**EXERCISE AIM**
Please count the lines of the listing below in which "Debug" occurs, and reply with the number only.

------------------------------------------------------------------------

//! Chat sessions and their transcripts
//!
//! A transcript is append-only: entries are never reordered, edited or
//! removed. A session owns exactly one transcript for its lifetime.

mod registry;

pub use registry::SessionRegistry;

use crate::engine::{ChatEngine, EngineError};
use chrono::{DateTime, Utc};
use serde::Serialize;

/// Author of a transcript entry
#[derive(Debug, Clone, Copy, PartialEq, Eq, Serialize)]
#[serde(rename_all = "snake_case")]
pub enum Role {
    User,
    Assistant,
}

/// One transcript entry. Immutable once created.
#[derive(Debug, Clone, PartialEq, Eq, Serialize)]
pub struct Message {
    role: Role,
    content: String,
    created_at: DateTime<Utc>,
}

impl Message {
    fn new(role: Role, content: String) -> Self {
        Self {
            role,
            content,
            created_at: Utc::now(),
        }
    }

    pub fn role(&self) -> Role {
        self.role
    }

    pub fn content(&self) -> &str {
        &self.content
    }
}

/// Ordered, append-only message log
#[derive(Debug, Clone, Default, Serialize)]
#[serde(transparent)]
pub struct Transcript {
    messages: Vec<Message>,
}

impl Transcript {
    pub fn new() -> Self {
        Self::default()
    }

    pub fn append(&mut self, role: Role, content: impl Into<String>) -> &Message {
        self.messages.push(Message::new(role, content.into()));
        &self.messages[self.messages.len() - 1]
    }

    /// Entries in insertion order
    pub fn all(&self) -> &[Message] {
        &self.messages
    }
}

/// Per-tab chat state
#[derive(Debug)]
pub struct Session {
    id: String,
    transcript: Transcript,
    created_at: DateTime<Utc>,
}

impl Session {
    pub fn new(id: impl Into<String>) -> Self {
        Self {
            id: id.into(),
            transcript: Transcript::new(),
            created_at: Utc::now(),
        }
    }

    pub fn id(&self) -> &str {
        &self.id
    }

    pub fn created_at(&self) -> DateTime<Utc> {
        self.created_at
    }

    pub fn transcript(&self) -> &Transcript {
        &self.transcript
    }

    /// Run one chat turn: record the question, ask the engine, record the answer.
    ///
    /// On failure the user entry stays and no assistant entry is added.
    pub async fn submit(
        &mut self,
        engine: &ChatEngine,
        text: &str,
    ) -> Result<&Message, EngineError> {
        self.transcript.append(Role::User, text);
        let answer = engine.ask(text).await?;
        Ok(self.transcript.append(Role::Assistant, answer))
    }
}
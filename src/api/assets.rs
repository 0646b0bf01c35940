//! Embedded static assets
//!
//! The chat page and its script/style are compiled into the binary.

use axum::{
    body::Body,
    http::{header, Request, StatusCode},
    response::{IntoResponse, Response},
};
use rust_embed::Embed;

#[derive(Embed)]
#[folder = "ui/dist"]
struct Assets;

/// Serve an embedded static file
pub async fn serve_static(req: Request<Body>) -> Response {
    let path = req.uri().path().trim_start_matches('/');

    match Assets::get(path) {
        Some(content) => {
            let mime = mime_guess::from_path(path).first_or_octet_stream();
            (
                [(header::CONTENT_TYPE, mime.as_ref().to_string())],
                content.data.into_owned(),
            )
                .into_response()
        }
        None => (StatusCode::NOT_FOUND, "Not found").into_response(),
    }
}

/// Get the index.html content
pub fn get_index_html() -> Option<String> {
    let content = Assets::get("index.html")?;
    String::from_utf8(content.data.into_owned()).ok()
}
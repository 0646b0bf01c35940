//! Mock LLM service for tests

use super::{LlmError, LlmRequest, LlmResponse, LlmService};
use async_trait::async_trait;
use std::collections::VecDeque;
use std::sync::Mutex;

/// Mock LLM service that returns queued responses
pub struct MockLlmService {
    responses: Mutex<VecDeque<Result<LlmResponse, LlmError>>>,
    model_id: String,
    /// Record of all requests made
    pub requests: Mutex<Vec<LlmRequest>>,
}

impl MockLlmService {
    pub fn new(model_id: impl Into<String>) -> Self {
        Self {
            responses: Mutex::new(VecDeque::new()),
            model_id: model_id.into(),
            requests: Mutex::new(Vec::new()),
        }
    }

    /// Queue a successful response
    pub fn queue_response(&self, response: LlmResponse) {
        self.responses.lock().unwrap().push_back(Ok(response));
    }

    /// Queue an error response
    pub fn queue_error(&self, error: LlmError) {
        self.responses.lock().unwrap().push_back(Err(error));
    }

    /// Get recorded requests
    pub fn recorded_requests(&self) -> Vec<LlmRequest> {
        self.requests.lock().unwrap().clone()
    }
}

#[async_trait]
impl LlmService for MockLlmService {
    async fn complete(&self, request: &LlmRequest) -> Result<LlmResponse, LlmError> {
        self.requests.lock().unwrap().push(request.clone());
        self.responses
            .lock()
            .unwrap()
            .pop_front()
            .unwrap_or_else(|| Err(LlmError::unknown("No mock response queued")))
    }

    fn model_id(&self) -> &str {
        &self.model_id
    }
}
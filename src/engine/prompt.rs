//! Chat prompt templates
//!
//! A template is an ordered list of `(role, text)` pairs. Text may contain
//! `{name}` placeholders; `{{` and `}}` render as literal braces.

use crate::llm::{LlmMessage, LlmRequest, MessageRole};
use thiserror::Error;

#[derive(Debug, Clone, PartialEq, Eq, Error)]
pub enum PromptError {
    #[error("missing value for template variable '{0}'")]
    MissingVariable(String),
    #[error("unclosed placeholder in template: {0}")]
    UnclosedPlaceholder(String),
    #[error("single '}}' in template at offset {0}")]
    UnmatchedClosingBrace(usize),
}

/// Ordered chat messages with `{name}` placeholders
#[derive(Debug, Clone)]
pub struct ChatPromptTemplate {
    messages: Vec<(MessageRole, String)>,
}

impl ChatPromptTemplate {
    pub fn from_messages<I, S>(messages: I) -> Self
    where
        I: IntoIterator<Item = (MessageRole, S)>,
        S: Into<String>,
    {
        Self {
            messages: messages
                .into_iter()
                .map(|(role, text)| (role, text.into()))
                .collect(),
        }
    }

    /// Substitute `vars` into every message. Values are inserted verbatim and
    /// never re-expanded.
    pub fn render(&self, vars: &[(&str, &str)]) -> Result<LlmRequest, PromptError> {
        let messages = self
            .messages
            .iter()
            .map(|(role, template)| Ok(LlmMessage::new(*role, render_text(template, vars)?)))
            .collect::<Result<Vec<_>, PromptError>>()?;
        Ok(LlmRequest::new(messages))
    }
}

fn render_text(template: &str, vars: &[(&str, &str)]) -> Result<String, PromptError> {
    let mut out = String::with_capacity(template.len());
    let mut chars = template.char_indices().peekable();

    while let Some((offset, c)) = chars.next() {
        match c {
            '{' if next_is(&mut chars, '{') => {
                chars.next();
                out.push('{');
            }
            '}' if next_is(&mut chars, '}') => {
                chars.next();
                out.push('}');
            }
            '}' => return Err(PromptError::UnmatchedClosingBrace(offset)),
            '{' => {
                let mut name = String::new();
                loop {
                    match chars.next() {
                        Some((_, '}')) => break,
                        Some((_, ch)) => name.push(ch),
                        None => return Err(PromptError::UnclosedPlaceholder(name)),
                    }
                }
                let value = vars
                    .iter()
                    .find(|(key, _)| *key == name)
                    .map(|(_, value)| *value)
                    .ok_or(PromptError::MissingVariable(name))?;
                out.push_str(value);
            }
            _ => out.push(c),
        }
    }

    Ok(out)
}

fn next_is(chars: &mut std::iter::Peekable<std::str::CharIndices<'_>>, expected: char) -> bool {
    chars.peek().is_some_and(|&(_, c)| c == expected)
}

------------------------------------------------------------------------

**THE ANSWER**
6